The 6 Best TV Shows For The #MeToo Era

It will be interesting to see how the “#MeToo” movement impacts new programming for the 2018-19 TV season.  Studios do seem driven to have more series centered around women.  How many actually make the schedule remains to be seen.  Just having female leads, however, is not really addressing the new American zeitgeist.

There are currently only a few series on television that have strong, independent, non-cliched female leads. They are also some of the best series on television.  None are on broadcast TV.  Here are the six best.
“Game of Thrones” – HBO:  Seven seasons of epic drama have been defined by the rise to prominence of its female protagonists. Virtually all of them have defeated, pushed aside, or killed domineering men that threatened or abused them.  All have become forces in their own right – from Cersei Lannister (Lena Headey), the newly crowned Queen of the Iron Throne, and Daernerys Targaryen (Emilia Clarke), the Dragon Queen (both of whom killed all the men who stood in their way), to Sansa and Arya Stark (Sophie Turner and Maisie Williams), who both overcame and killed the men who abused them, to Brienne of Tarth (Gwendoline Christie), a female warrior who defeats any man who threatens those she is sworn to protect.  



“A Handmaid’s Tale” – Hulu:  Many reviewers have commented on the timeliness of this series about a male-dominated society and its subjugation of women (including state-sanctioned rape).  Unlike most dystopian dramas, which take place in a distant future where the protagonists were born into their bleak societies, this takes place in the near future, where everyone remembers their previous existence.  That makes it even scarier.  Elizabeth Moss is remarkable in the lead, as are the other women who drive the story forward.

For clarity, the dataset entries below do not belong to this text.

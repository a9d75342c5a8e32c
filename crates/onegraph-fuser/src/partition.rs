//! Partitioning
//!
//! Grows partitions greedily in definition order. Each unassigned fusable
//! node seeds a partition that absorbs adjacent fusable nodes until nothing
//! more can join. An edge may be crossed only when every consumer of the
//! value is fusable and the value is not returned from the graph; the
//! quantization roles decide where a partition starts and ends; a partition
//! holds at most one conv, linear or matmul anchor, while pooling joins
//! freely; and an absorption that would create a cycle between partitions
//! is refused.
//!
//! Installed partitions become `fusion_group` nodes whose subgraph is a copy
//! of the member nodes.
//!
//! @version 0.1.0
//! @author `AutomataNexus` Development Team

use std::collections::VecDeque;
use std::sync::Arc;

use rustc_hash::{FxHashMap, FxHashSet};
use tracing::debug;

use crate::compiler::KernelCompiler;
use crate::error::FuseResult;
use crate::group::FusionGroup;
use crate::ir::{Graph, NodeId, Op, OpKind, ValueId};
use crate::runtime::PartitionExecutor;
use crate::support::{classify, OpClass, Support};

// =============================================================================
// Partition
// =============================================================================

/// A set of top-level nodes to be fused together, in block order.
#[derive(Debug, Clone, PartialEq, Eq)]
pub struct Partition {
    nodes: Vec<NodeId>,
}

impl Partition {
    /// Returns the member nodes in block order.
    pub fn nodes(&self) -> &[NodeId] {
        &self.nodes
    }

    /// Returns the number of members.
    pub fn len(&self) -> usize {
        self.nodes.len()
    }

    /// Returns true for an empty partition.
    pub fn is_empty(&self) -> bool {
        self.nodes.is_empty()
    }

    /// Returns true if `node` is a member.
    pub fn contains(&self, node: NodeId) -> bool {
        self.nodes.contains(&node)
    }

    /// Returns the operator kinds of the members in block order.
    pub fn kinds(&self, graph: &Graph) -> Vec<OpKind> {
        self.nodes.iter().map(|&n| graph.node(n).kind()).collect()
    }

    /// Returns true if a member quantizes or dequantizes.
    pub fn has_quant_marker(&self, graph: &Graph) -> bool {
        self.nodes.iter().any(|&n| graph.node(n).kind().is_quant_marker())
    }

    /// Returns true if a member is a conv, linear, matmul or pooling op.
    pub fn has_compute(&self, graph: &Graph) -> bool {
        self.nodes
            .iter()
            .any(|&n| classify(graph, n).class().map_or(false, OpClass::is_compute))
    }

    /// Decides whether the partition is turned into a fusion group.
    ///
    /// Partitions touching quantization are rewritten only around a compute
    /// op, so markers next to layout or normalization ops stay unfused.
    /// Purely floating point partitions are rewritten when `fuse_fp32_bf16`
    /// is set, except a lone cast.
    pub fn should_rewrite(&self, graph: &Graph, fuse_fp32_bf16: bool) -> bool {
        if self.has_quant_marker(graph) {
            return self.has_compute(graph);
        }
        if let [single] = self.nodes.as_slice() {
            if graph.node(*single).kind() == OpKind::To {
                return false;
            }
        }
        fuse_fp32_bf16
    }
}

// =============================================================================
// Partitioner
// =============================================================================

/// Greedy partitioner over the top block of a graph.
pub struct Partitioner<'a> {
    graph: &'a Graph,
    support: FxHashMap<NodeId, Support>,
    assignment: FxHashMap<NodeId, usize>,
    partitions: Vec<Vec<NodeId>>,
}

impl<'a> Partitioner<'a> {
    /// Classifies every top-level node of `graph`.
    pub fn new(graph: &'a Graph) -> Self {
        let support = graph
            .nodes()
            .iter()
            .map(|&n| {
                let s = classify(graph, n);
                if let Support::Wildcard(reason) = s {
                    debug!(node = n.index(), op = graph.node(n).op.name(), reason, "wildcard");
                }
                (n, s)
            })
            .collect();
        Self {
            graph,
            support,
            assignment: FxHashMap::default(),
            partitions: Vec::new(),
        }
    }

    fn class(&self, node: NodeId) -> Option<OpClass> {
        self.support.get(&node).and_then(|s| s.class())
    }

    /// Forms all partitions in definition order.
    pub fn run(mut self) -> Vec<Partition> {
        for &seed in self.graph.nodes() {
            if self.assignment.contains_key(&seed) || self.class(seed).is_none() {
                continue;
            }
            let id = self.partitions.len();
            self.assignment.insert(seed, id);
            self.partitions.push(vec![seed]);
            self.grow(id);
        }

        let positions = self.graph.positions(self.graph.top_block());
        self.partitions
            .into_iter()
            .map(|mut nodes| {
                nodes.sort_by_key(|n| positions.get(n).copied().unwrap_or(usize::MAX));
                Partition { nodes }
            })
            .inspect(|p| {
                debug!(
                    nodes = p.len(),
                    ops = ?p.kinds(self.graph),
                    "partition formed"
                );
            })
            .collect()
    }

    fn grow(&mut self, id: usize) {
        let mut queue: VecDeque<NodeId> = self.partitions[id].iter().copied().collect();
        while let Some(member) = queue.pop_front() {
            for candidate in self.neighbours(member) {
                if self.assignment.contains_key(&candidate) || !self.can_absorb(id, member, candidate) {
                    continue;
                }
                self.assignment.insert(candidate, id);
                self.partitions[id].push(candidate);
                queue.push_back(candidate);
            }
        }
    }

    /// Producers of the inputs, then consumers of the outputs of `node`.
    fn neighbours(&self, node: NodeId) -> Vec<NodeId> {
        let n = self.graph.node(node);
        let mut result = Vec::new();
        for &v in n.inputs() {
            if let Some(p) = self.graph.producer_node(v) {
                if self.graph.is_top_level(p) && !result.contains(&p) {
                    result.push(p);
                }
            }
        }
        for &v in n.outputs() {
            for u in self.graph.value(v).uses() {
                if self.graph.is_top_level(u.node) && !result.contains(&u.node) {
                    result.push(u.node);
                }
            }
        }
        result
    }

    fn can_absorb(&self, id: usize, member: NodeId, candidate: NodeId) -> bool {
        let Some(class) = self.class(candidate) else {
            return false;
        };
        // pooling does not count as an anchor
        if class == OpClass::Primary
            && self.partitions[id]
                .iter()
                .any(|&n| self.class(n) == Some(OpClass::Primary))
        {
            return false;
        }

        // every value linking the two nodes must be crossable
        let links = |producer: NodeId, consumer: NodeId| -> Vec<ValueId> {
            let inputs = self.graph.node(consumer).inputs();
            self.graph
                .node(producer)
                .outputs()
                .iter()
                .copied()
                .filter(|v| inputs.contains(v))
                .collect()
        };
        let mut edges = Vec::new();
        for &m in &self.partitions[id] {
            for v in links(m, candidate) {
                edges.push((m, v, candidate));
            }
            for v in links(candidate, m) {
                edges.push((candidate, v, m));
            }
        }
        let adjacent = edges.iter().any(|&(p, _, u)| p == member || u == member);
        if !adjacent || !edges.iter().all(|&(p, v, u)| self.edge_allowed(p, v, u)) {
            return false;
        }
        !self.creates_cycle(id, candidate)
    }

    fn edge_allowed(&self, producer: NodeId, value: ValueId, consumer: NodeId) -> bool {
        if self.graph.is_block_return(value) {
            return false;
        }
        let all_fusable = self
            .graph
            .value(value)
            .uses()
            .iter()
            .all(|u| self.graph.is_top_level(u.node) && self.class(u.node).is_some());
        if !all_fusable {
            return false;
        }
        let (Some(p), Some(c)) = (self.class(producer), self.class(consumer)) else {
            return false;
        };
        match (p, c) {
            (OpClass::QuantizeActivation, _) => false,
            (OpClass::QuantizeWeight, c) => c == OpClass::Dequantize,
            (_, OpClass::Dequantize) => false,
            _ => true,
        }
    }

    /// True when adding `candidate` lets a path leave the partition and come
    /// back, treating every other partition as a single node.
    fn creates_cycle(&self, id: usize, candidate: NodeId) -> bool {
        let members: FxHashSet<NodeId> = self.partitions[id]
            .iter()
            .copied()
            .chain(std::iter::once(candidate))
            .collect();

        let mut visited: FxHashSet<NodeId> = FxHashSet::default();
        let mut stack: Vec<NodeId> = Vec::new();
        for &m in &members {
            for s in self.successors(m) {
                if !members.contains(&s) {
                    stack.push(s);
                }
            }
        }
        let mut expanded: FxHashSet<usize> = FxHashSet::default();
        while let Some(node) = stack.pop() {
            if members.contains(&node) {
                return true;
            }
            if !visited.insert(node) {
                continue;
            }
            stack.extend(self.successors(node));
            if let Some(&other) = self.assignment.get(&node) {
                if other != id && expanded.insert(other) {
                    stack.extend(self.partitions[other].iter().copied());
                }
            }
        }
        false
    }

    fn successors(&self, node: NodeId) -> Vec<NodeId> {
        let mut result = Vec::new();
        for &v in self.graph.node(node).outputs() {
            for user in self.graph.top_level_users(v) {
                if !result.contains(&user) {
                    result.push(user);
                }
            }
        }
        result
    }
}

“Marvel’s Jessica Jones” – Netflix:  She is a reluctant hero, brooding and haunted by her past, who nonetheless plays by her own rules.  She swears, drinks too much, and is equally likely to explode in desire (and casual sex) as in violence. Its first two seasons were surprisingly strong social commentaries on male/female relationships and the abuse of privilege and power, focusing on topics like mind control, addiction, sexual harassment, rape, retaliation, and redemption – subjects seldom dealt with on television, and never in the Marvel universe at large.  Normal female roles — sidekicks and “the girlfriend” — are the male characters in this world.  All 13 episodes of season 2 were directed by women.  Jessica Jones is brought to life by Krysten Ritter, one of the most charismatic actors on television.

“Westworld” – HBO:  What happens when cyborgs, or “hosts,” created (by Anthony Hopkins, no less), to fulfill the darkest fantasies of guests who plunk down $40,000 a day to play in a giant Wild West theme park, start to become self-aware and remember the abuse they’ve endured for years at the whim of humans?  Evan Rachel Wood and Thandie Newton give great performances as hosts.  The slow build has several twists, some you might see coming, others you won’t.  But the women are clearly taking over.

“The Marvelous Mrs. Maisel" – Amazon Prime Video:  A housewife living “a perfect life” on the Upper West Side in 1958 discovers she’s not so happy after all.  When her not-so-talented stand-up comic husband cheats on her, she leaves him.  She takes the stage herself and a female agent convinces her she’s a rising star.  She has to navigate a man’s world and a man’s profession.  The first season was marvelous.  Rachel Brosnahan portrays Midge Maisel with a perfect blend of strength and vulnerability.

“The Good Fight” – CBS All Access:  The great Christine Baranski stars, along with Cush Jumbo and Rose Leslie, in this female-driven legal drama (and spinoff of CBS’ “The Good Wife”).  A woman over 50, a woman of color, and a lesbian make a diverse team that is as much in control professionally as they are in their relationships.  The show has dealt with the topic of sexual harassment in a more thought-provoking way than is typically seen on television. “The Good Fight” is great TV:  well-written, well-acted, and it has something to say.